## Task requirements
The lines to copy from the data below are those that hold the string "streaming".

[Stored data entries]

_ _ _ _ _

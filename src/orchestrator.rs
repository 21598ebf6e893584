//! End-to-end question answering: retrieve, compose, stream.

use std::pin::Pin;
use std::sync::Arc;

use async_stream::try_stream;
use futures::{Stream, StreamExt};
use tracing::{debug, info};

use crate::completion::{CompletionFragment, CompletionModel};
use crate::config::RagConfig;
use crate::embedding::EmbeddingProvider;
use crate::error::{RagError, Result};
use crate::prompt::PromptComposer;
use crate::retriever::Retriever;
use crate::vectorstore::VectorStore;

/// The lazy fragment sequence returned by [`QueryOrchestrator::answer`].
///
/// Dropping the stream cancels the in-flight answer: no further fragments
/// are delivered and the underlying completion stream is released.
pub type AnswerStream = Pin<Box<dyn Stream<Item = Result<CompletionFragment>> + Send>>;

/// Composes retrieval, prompt assembly, and completion streaming into one
/// "answer this question" operation.
///
/// Each call moves through retrieval, composition, and streaming in order;
/// a failure in any stage surfaces as an error and no (further) fragments
/// are emitted. Fragments are forwarded in source order, each delivered at
/// most once, and the stream ends after the fragment marked final even if
/// the backend keeps producing. Construct one via
/// [`QueryOrchestrator::builder()`].
pub struct QueryOrchestrator {
    retriever: Retriever,
    composer: PromptComposer,
    completion: Arc<dyn CompletionModel>,
    config: RagConfig,
}

impl QueryOrchestrator {
    /// Create a new [`QueryOrchestratorBuilder`].
    pub fn builder() -> QueryOrchestratorBuilder {
        QueryOrchestratorBuilder::default()
    }

    /// Answer `question` using context retrieved from `collection`.
    ///
    /// Retrieval and composition run before this method returns, so their
    /// failures surface here, before any fragment exists. The returned
    /// stream then yields completion fragments as the backend produces them.
    ///
    /// # Errors
    ///
    /// - [`RagError::QueryEmbedding`] / [`RagError::Search`] from retrieval.
    /// - [`RagError::InvalidConfiguration`] if the prompt budget cannot hold
    ///   the question.
    /// - [`RagError::Completion`] if the completion stream cannot be opened;
    ///   mid-stream failures are yielded as stream items.
    pub async fn answer(&self, question: &str, collection: &str) -> Result<AnswerStream> {
        let retrieved =
            self.retriever.retrieve(question, collection, self.config.top_k).await?;
        debug!(collection, context_chunks = retrieved.len(), "context retrieved");

        let prompt = self.composer.compose(&retrieved, question, self.config.prompt_budget)?;
        debug!(prompt_chars = prompt.chars().count(), "prompt composed");

        let model = self.completion.name().to_string();
        let mut upstream = self.completion.stream(&prompt).await.map_err(|e| match e {
            e @ RagError::Completion(_) => e,
            other => RagError::Completion(other.to_string()),
        })?;

        let timeout = self.config.call_timeout;
        let stream = try_stream! {
            let mut fragments = 0usize;
            loop {
                let next = tokio::time::timeout(timeout, upstream.next())
                    .await
                    .map_err(|_| {
                        RagError::Completion(format!(
                            "{model}: no fragment within {timeout:?}"
                        ))
                    })?;
                let Some(fragment) = next else { break };
                let fragment = fragment.map_err(|e| match e {
                    e @ RagError::Completion(_) => e,
                    other => RagError::Completion(other.to_string()),
                })?;
                let is_final = fragment.is_final;
                fragments += 1;
                yield fragment;
                if is_final {
                    break;
                }
            }
            info!(model = %model, fragments, "answer stream completed");
        };

        Ok(Box::pin(stream))
    }
}

/// Builder for constructing a [`QueryOrchestrator`].
///
/// The orchestrator shares the embedding gateway and vector store handles
/// with the retriever it builds internally; the completion model is its own.
#[derive(Default)]
pub struct QueryOrchestratorBuilder {
    embedder: Option<Arc<dyn EmbeddingProvider>>,
    store: Option<Arc<dyn VectorStore>>,
    completion: Option<Arc<dyn CompletionModel>>,
    composer: Option<PromptComposer>,
    config: Option<RagConfig>,
}

impl QueryOrchestratorBuilder {
    /// Set the embedding gateway.
    pub fn embedder(mut self, embedder: Arc<dyn EmbeddingProvider>) -> Self {
        self.embedder = Some(embedder);
        self
    }

    /// Set the vector store backend.
    pub fn store(mut self, store: Arc<dyn VectorStore>) -> Self {
        self.store = Some(store);
        self
    }

    /// Set the completion service.
    pub fn completion(mut self, completion: Arc<dyn CompletionModel>) -> Self {
        self.completion = Some(completion);
        self
    }

    /// Set a custom prompt composer (defaults to [`PromptComposer::new`]).
    pub fn composer(mut self, composer: PromptComposer) -> Self {
        self.composer = Some(composer);
        self
    }

    /// Set the pipeline configuration (defaults to [`RagConfig::default`]).
    pub fn config(mut self, config: RagConfig) -> Self {
        self.config = Some(config);
        self
    }

    /// Build the [`QueryOrchestrator`], validating that all collaborators
    /// are set.
    ///
    /// # Errors
    ///
    /// Returns [`RagError::InvalidConfiguration`] if a required collaborator
    /// is missing.
    pub fn build(self) -> Result<QueryOrchestrator> {
        let embedder = self.embedder.ok_or_else(|| {
            RagError::InvalidConfiguration("embedder is required".to_string())
        })?;
        let store = self
            .store
            .ok_or_else(|| RagError::InvalidConfiguration("store is required".to_string()))?;
        let completion = self.completion.ok_or_else(|| {
            RagError::InvalidConfiguration("completion model is required".to_string())
        })?;
        let config = self.config.unwrap_or_default();
        let retriever = Retriever::new(embedder, store, config.clone());
        Ok(QueryOrchestrator {
            retriever,
            composer: self.composer.unwrap_or_default(),
            completion,
            config,
        })
    }
}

_ _ _ _ _

## Response area
/// Composes retrieval, prompt assembly, and completion streaming into one
/// Each call moves through retrieval, composition, and streaming in order;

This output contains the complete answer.